• Aim of the exercise: Report every line of the entries that contains the word "seen".

• Data for the task:
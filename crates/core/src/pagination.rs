//! Page arithmetic over a fully fetched collection
//!
//! The OpenProject API exposes cursor-based pagination (`nextByOffset`), but
//! the client fetches the whole collection in one request and slices it
//! locally. This module holds the slicing logic so it can be tested without
//! any HTTP involved.

use serde::Serialize;

/// A fixed-size window over a full listing.
#[derive(Debug, Serialize, Clone, PartialEq)]
pub struct Page<T> {
    pub items: Vec<T>,
    pub total: usize,
    pub page: usize,
    pub page_size: usize,
    pub total_pages: usize,
    pub has_next: bool,
}

/// Slice a full listing into the requested page.
///
/// `page` is 1-based. A page past the end of the data yields an empty page
/// with `has_next = false` rather than an error; out-of-range bounds are
/// clamped to the collection size. `page` and `page_size` are clamped to a
/// minimum of 1.
pub fn paginate<T>(all: Vec<T>, page: usize, page_size: usize) -> Page<T> {
    let page = page.max(1);
    let page_size = page_size.max(1);

    let total = all.len();
    let total_pages = total.div_ceil(page_size);

    let start = (page - 1).saturating_mul(page_size).min(total);
    let end = start.saturating_add(page_size).min(total);

    let items = all.into_iter().skip(start).take(end - start).collect();

    Page {
        items,
        total,
        page,
        page_size,
        total_pages,
        has_next: page < total_pages,
    }
}

#[cfg(test)]
mod tests {
    use super::*;

    #[test]
    fn test_paginate_first_page() {
        // Arrange: seven items, pages of three
        let all: Vec<u32> = (1..=7).collect();

        // Act
        let page = paginate(all, 1, 3);

        // Assert
        assert_eq!(page.items, vec![1, 2, 3]);
        assert_eq!(page.total, 7);
        assert_eq!(page.total_pages, 3);
        assert!(page.has_next);
    }

    #[test]
    fn test_paginate_last_partial_page() {
        let all: Vec<u32> = (1..=7).collect();

        let page = paginate(all, 3, 3);

        assert_eq!(page.items, vec![7]);
        assert!(!page.has_next);
    }

    #[test]
    fn test_paginate_exact_division_has_no_phantom_page() {
        // Arrange: six items split evenly into pages of three
        let all: Vec<u32> = (1..=6).collect();

        let page = paginate(all, 2, 3);

        assert_eq!(page.items, vec![4, 5, 6]);
        assert_eq!(page.total_pages, 2);
        assert!(!page.has_next);
    }

    #[test]
    fn test_paginate_page_beyond_data_is_empty_not_an_error() {
        let all: Vec<u32> = (1..=7).collect();

        let page = paginate(all, 10, 3);

        assert!(page.items.is_empty());
        assert_eq!(page.total, 7);
        assert_eq!(page.total_pages, 3);
        assert!(!page.has_next);
    }

    #[test]
    fn test_paginate_empty_collection() {
        let page = paginate(Vec::<u32>::new(), 1, 10);

        assert!(page.items.is_empty());
        assert_eq!(page.total, 0);
        assert_eq!(page.total_pages, 0);
        assert!(!page.has_next);
    }

    #[test]
    fn test_paginate_clamps_page_and_size_to_one() {
        let all: Vec<u32> = (1..=3).collect();

        let page = paginate(all, 0, 0);

        assert_eq!(page.page, 1);
        assert_eq!(page.page_size, 1);
        assert_eq!(page.items, vec![1]);
    }

    #[test]
    fn test_paginate_total_pages_is_ceiling_division() {
        for (total, size, expected) in [(0, 5, 0), (1, 5, 1), (5, 5, 1), (6, 5, 2), (11, 5, 3)] {
            let all: Vec<u32> = (0..total).collect();
            let page = paginate(all, 1, size);
            assert_eq!(page.total_pages, expected, "total={total} size={size}");
        }
    }

    #[test]
    fn test_pages_union_reconstructs_the_full_listing() {
        // Arrange: every item must appear exactly once, in order, across pages
        let all: Vec<u32> = (1..=23).collect();
        let page_size = 5;

        // Act: walk every page and concatenate the slices
        let mut seen = Vec::new();
        let mut page_index = 1;
        loop {
            let page = paginate(all.clone(), page_index, page_size);
            seen.extend(page.items);
            if !page.has_next {
                break;
            }
            page_index += 1;
        }

        // Assert
        assert_eq!(seen, all);
        assert_eq!(page_index, 5);
    }
}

• Output for this task:
        let mut seen = Vec::new();
            seen.extend(page.items);
        assert_eq!(seen, all);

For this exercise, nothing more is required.